▶ SUPPLIED MATERIAL

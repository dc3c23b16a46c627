//! The workflow repository contract.

use async_trait::async_trait;
use cascade_core::WorkflowId;
use cascade_workflow::WorkflowDefinition;

use crate::error::StorageError;

/// Lookup and persistence of workflow definitions.
///
/// Optional from the engine's point of view — embedders may hand the engine
/// a definition directly — but the contract is defined here so stores and
/// engines agree on it.
#[async_trait]
pub trait WorkflowRepository: Send + Sync {
    /// Fetch a definition by ID.
    async fn get(&self, workflow_id: WorkflowId) -> Result<WorkflowDefinition, StorageError>;

    /// Persist a definition, replacing any prior version under the same ID.
    async fn save(&self, workflow: WorkflowDefinition) -> Result<(), StorageError>;

    /// IDs of all stored definitions.
    async fn list(&self) -> Result<Vec<WorkflowId>, StorageError>;
}
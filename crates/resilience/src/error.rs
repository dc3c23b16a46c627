//! Resilience error types.

use std::time::Duration;

use thiserror::Error;

/// Errors produced by the resilience primitives themselves.
#[derive(Debug, Clone, Error)]
pub enum ResilienceError {
    /// The breaker rejected the call before it started.
    #[error("circuit breaker open (retry after {retry_after:?})")]
    CircuitBreakerOpen {
        /// Remaining cooldown, if the breaker is in `Open`; `None` when a
        /// `HalfOpen` probe quota was exceeded.
        retry_after: Option<Duration>,
    },

    /// The operation was cancelled.
    #[error("operation cancelled")]
    Cancelled,
}

/// Terminal outcome of a retried operation, preserving the caller's error
/// type for classification upstream.
#[derive(Debug, Error)]
pub enum RetryError<E: std::fmt::Display> {
    /// Every permitted attempt failed.
    #[error("max attempts exhausted after {attempts} attempts: {source}")]
    Exhausted {
        /// How many attempts were made.
        attempts: u32,
        /// The last attempt's error.
        source: E,
    },

    /// The first non-retryable error; surfaced without further attempts.
    #[error("{0}")]
    Aborted(E),

    /// Cancellation was observed during a backoff sleep.
    #[error("operation cancelled during retry backoff")]
    Cancelled,
}

impl<E: std::fmt::Display> RetryError<E> {
    /// The underlying operation error, if any.
    pub fn into_source(self) -> Option<E> {
        match self {
            Self::Exhausted { source, .. } | Self::Aborted(source) => Some(source),
            Self::Cancelled => None,
        }
    }
}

▶ WHAT IS REQUIRED
An exact repetition of all the entries is required.

▶ THE COMPLETED TASK
repository dc3c23b16a46c627
//! The workflow repository contract.

use async_trait::async_trait;
use cascade_core::WorkflowId;
use cascade_workflow::WorkflowDefinition;

use crate::error::StorageError;

/// Lookup and persistence of workflow definitions.
///
/// Optional from the engine's point of view — embedders may hand the engine
/// a definition directly — but the contract is defined here so stores and
/// engines agree on it.
#[async_trait]
pub trait WorkflowRepository: Send + Sync {
    /// Fetch a definition by ID.
    async fn get(&self, workflow_id: WorkflowId) -> Result<WorkflowDefinition, StorageError>;

    /// Persist a definition, replacing any prior version under the same ID.
    async fn save(&self, workflow: WorkflowDefinition) -> Result<(), StorageError>;

    /// IDs of all stored definitions.
    async fn list(&self) -> Result<Vec<WorkflowId>, StorageError>;
}
filename crates/resilience/src/error.rs
repository dc3c23b16a46c627
//! Resilience error types.

use std::time::Duration;

use thiserror::Error;

/// Errors produced by the resilience primitives themselves.
#[derive(Debug, Clone, Error)]
pub enum ResilienceError {
    /// The breaker rejected the call before it started.
    #[error("circuit breaker open (retry after {retry_after:?})")]
    CircuitBreakerOpen {
        /// Remaining cooldown, if the breaker is in `Open`; `None` when a
        /// `HalfOpen` probe quota was exceeded.
        retry_after: Option<Duration>,
    },

    /// The operation was cancelled.
    #[error("operation cancelled")]
    Cancelled,
}

/// Terminal outcome of a retried operation, preserving the caller's error
/// type for classification upstream.
#[derive(Debug, Error)]
pub enum RetryError<E: std::fmt::Display> {
    /// Every permitted attempt failed.
    #[error("max attempts exhausted after {attempts} attempts: {source}")]
    Exhausted {
        /// How many attempts were made.
        attempts: u32,
        /// The last attempt's error.
        source: E,
    },

    /// The first non-retryable error; surfaced without further attempts.
    #[error("{0}")]
    Aborted(E),

    /// Cancellation was observed during a backoff sleep.
    #[error("operation cancelled during retry backoff")]
    Cancelled,
}

impl<E: std::fmt::Display> RetryError<E> {
    /// The underlying operation error, if any.
    pub fn into_source(self) -> Option<E> {
        match self {
            Self::Exhausted { source, .. } | Self::Aborted(source) => Some(source),
            Self::Cancelled => None,
        }
    }
}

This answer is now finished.